House Republicans succeeded Friday at creating and passing legislation designed to keep the federal government running, and that continues to include some provisions related to Medicare funding.
The Senate then rushed to approve the bill, a new, 118-page American Relief Act, 2025 package, and send it to President Joe Biden for his signature.
Biden signed the bill Saturday.
The previous law authorizing the federal government to operate normally expired at midnight Friday, when many federal offices were closed for the weekend. Senate Majority Leader Charles Schumer, D-N.Y., said as debate started that he believed the ARA, 2025 package would pass quickly enough to prevent any meaningful shutdown. White House officials said they had ended efforts to implement a shutdown.
The new ARA, 2025 package authorizes the government needs to conduct normal operations until March 14, 2025.
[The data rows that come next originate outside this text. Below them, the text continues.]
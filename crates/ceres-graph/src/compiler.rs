//! Dependency-path computation
//!
//! For every node the compiler computes the ordered list of upstream
//! Dependency-path nodes that must run before it can read its data inputs.
//! Each list is a DFS post-order over the node's recorded dependencies:
//! a dependency is appended only after all of its own dependencies, at most
//! once, and never includes the destination itself. Forward-path nodes are
//! skipped entirely; they only run when reached through control flow.
//!
//! A node revisited while still on the DFS stack is a circular dependency and
//! aborts the compile.

use std::sync::Arc;

use crate::conversion::ConversionRegistry;
use crate::error::{CeresError, Result};
use crate::variable::GlobalVariables;

/// Registries a compile links against
///
/// Defaults to the process-wide conversion registry and global variable table.
#[derive(Clone)]
pub struct CompileOptions {
    pub conversions: Arc<ConversionRegistry>,
    pub globals: Arc<GlobalVariables>,
}

impl CompileOptions {
    pub fn new(conversions: Arc<ConversionRegistry>, globals: Arc<GlobalVariables>) -> Self {
        Self {
            conversions,
            globals,
        }
    }

    /// Use a specific conversion registry with the global variable table
    pub fn with_conversions(conversions: ConversionRegistry) -> Self {
        Self::new(Arc::new(conversions), GlobalVariables::global())
    }
}

impl Default for CompileOptions {
    fn default() -> Self {
        Self::new(ConversionRegistry::global(), GlobalVariables::global())
    }
}

/// Cached per-node dependency paths, indexed by node order
pub type DependencyPaths = Arc<Vec<Vec<usize>>>;

/// Index-based view of the dependency relation
#[derive(Debug, Clone, Default)]
pub struct DependencyGraph {
    /// `dependencies[i]`: nodes whose outputs feed node `i`, in link order
    pub dependencies: Vec<Vec<usize>>,
    /// `forward[i]`: node `i` is on the Forward execution path
    pub forward: Vec<bool>,
    /// Display names (guids) used in cycle reports
    pub names: Vec<String>,
}

#[derive(Clone, Copy, PartialEq, Eq)]
enum Visit {
    New,
    OnStack,
    Done,
}

impl DependencyGraph {
    pub fn len(&self) -> usize {
        self.dependencies.len()
    }

    pub fn is_empty(&self) -> bool {
        self.dependencies.is_empty()
    }

    /// Compute the path of every node; fails on the first cycle found
    pub fn compute_paths(&self) -> Result<Vec<Vec<usize>>> {
        (0..self.len()).map(|i| self.path_for(i)).collect()
    }

    /// DFS post-order of the non-Forward dependencies of `destination`
    pub fn path_for(&self, destination: usize) -> Result<Vec<usize>> {
        let mut visit = vec![Visit::New; self.len()];
        let mut path = Vec::new();
        let mut stack: Vec<(usize, usize)> = vec![(destination, 0)];
        visit[destination] = Visit::OnStack;

        while let Some(top) = stack.last_mut() {
            let node = top.0;
            let Some(&dependency) = self.dependencies[node].get(top.1) else {
                stack.pop();
                visit[node] = Visit::Done;
                if node != destination {
                    path.push(node);
                }
                continue;
            };
            top.1 += 1;

            if self.forward.get(dependency).copied().unwrap_or(false) {
                continue;
            }
            match visit[dependency] {
                Visit::Done => {}
                Visit::OnStack => return Err(self.cycle_error(&stack, dependency)),
                Visit::New => {
                    visit[dependency] = Visit::OnStack;
                    stack.push((dependency, 0));
                }
            }
        }

        Ok(path)
    }

    fn cycle_error(&self, stack: &[(usize, usize)], repeated: usize) -> CeresError {
        let start = stack
            .iter()
            .position(|(node, _)| *node == repeated)
            .unwrap_or(0);
        let mut chain: Vec<String> = stack[start..]
            .iter()
            .map(|(node, _)| self.name(*node))
            .collect();
        chain.push(self.name(repeated));
        CeresError::CircularDependency { chain }
    }

    fn name(&self, node: usize) -> String {
        self.names
            .get(node)
            .cloned()
            .unwrap_or_else(|| format!("#{}", node))
    }
}

#[cfg(test)]
mod tests {
    use super::*;

    fn graph(dependencies: Vec<Vec<usize>>, forward: Vec<bool>) -> DependencyGraph {
        let names = (0..dependencies.len()).map(|i| format!("n{}", i)).collect();
        DependencyGraph {
            dependencies,
            forward,
            names,
        }
    }

    #[test]
    fn test_chain_post_order() {
        // 0 -> 1 -> 2 (2 is a Forward consumer)
        let g = graph(vec![vec![], vec![0], vec![1]], vec![false, false, true]);
        let paths = g.compute_paths().unwrap();
        assert_eq!(paths[2], vec![0, 1]);
        assert_eq!(paths[1], vec![0]);
        assert!(paths[0].is_empty());
    }

    #[test]
    fn test_diamond_visits_once() {
        // 3 reads 1 and 2, both read 0
        let g = graph(
            vec![vec![], vec![0], vec![0], vec![1, 2]],
            vec![false, false, false, true],
        );
        let path = g.path_for(3).unwrap();
        assert_eq!(path, vec![0, 1, 2]);
    }

    #[test]
    fn test_forward_dependencies_skipped() {
        // 1 is Forward; its own dependency 0 is not reached through it
        let g = graph(vec![vec![], vec![0], vec![1]], vec![false, true, false]);
        assert!(g.path_for(2).unwrap().is_empty());
    }

    #[test]
    fn test_cycle_is_fatal() {
        let g = graph(vec![vec![1], vec![0]], vec![false, false]);
        match g.compute_paths() {
            Err(CeresError::CircularDependency { chain }) => {
                assert_eq!(chain, vec!["n0", "n1", "n0"]);
            }
            other => panic!("expected cycle, got {:?}", other.map(|p| p.len())),
        }
    }

    #[test]
    fn test_cycle_through_forward_node_is_ignored() {
        // 0 <-> 1 but 1 is Forward, so the loop is control flow, not data
        let g = graph(vec![vec![1], vec![0]], vec![false, true]);
        assert!(g.compute_paths().is_ok());
    }

    #[test]
    fn test_paths_are_deterministic() {
        let g = graph(
            vec![vec![], vec![], vec![1, 0], vec![2, 0]],
            vec![false, false, false, true],
        );
        let first = g.compute_paths().unwrap();
        let second = g.compute_paths().unwrap();
        assert_eq!(first, second);
        assert_eq!(first[3], vec![1, 0, 2]);
    }
}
The drafters of the ARA, 2025 package kept many of the Medicare-related provisions that were included in a 1,547-page anti-shutdown package, the Further Continuing Appropriations and Disaster Relief Supplemental Appropriations Act, 2025, that was posted on the House website Tuesday. The Medicare measures in the new version of the ARA, 2025 package appear to be the same ones that were included in an earlier, 116-page ARA, 2025 version that was unveiled Thursday and failed to reach the House floor.
Drafters do not seem to have included sections referring directly to life insurance, retirement plans or estate planning, such as a new bill that could help workers roll assets directly from 401(k) plans into annuities.
The Choices
As of Friday morning, the deal negotiators appeared to have four major options:
1. Resume efforts to pass the Further Continuing Appropriations and Disaster Relief Supplemental Appropriations Act, 2025 package.
This package would provide authorization for the government to continue normal operations until March 14.
It includes many provisions that could affect clients with Medicare.
The package does not appear to include sections that refer directly to life insurance, estate planning or retirement savings arrangements for civilians.
2. Resume efforts to pass the version of the American Relief Act, 2025 package unveiled Thursday. This legislation is a condensed version of the Further Continuing Appropriations Act package. Like the bigger package, it would authorize normal government operations through March 14.
The American Relief Act package includes some of the Further Continuing Appropriations package provisions that would affect Medicare.
It also leaves out a section of the Further Continuing Appropriations package that would reauthorize the Older Americans Act, which provides about 900,000 meals per day for older Americans.
3. Create a short bill that simply prevents a shutdown and postpones the deadline for resolving other issues. In the past, Congress has avoided shutdowns during complicated negotiations by passing bills that authorized the continuation of normal government operations for a few days at a time.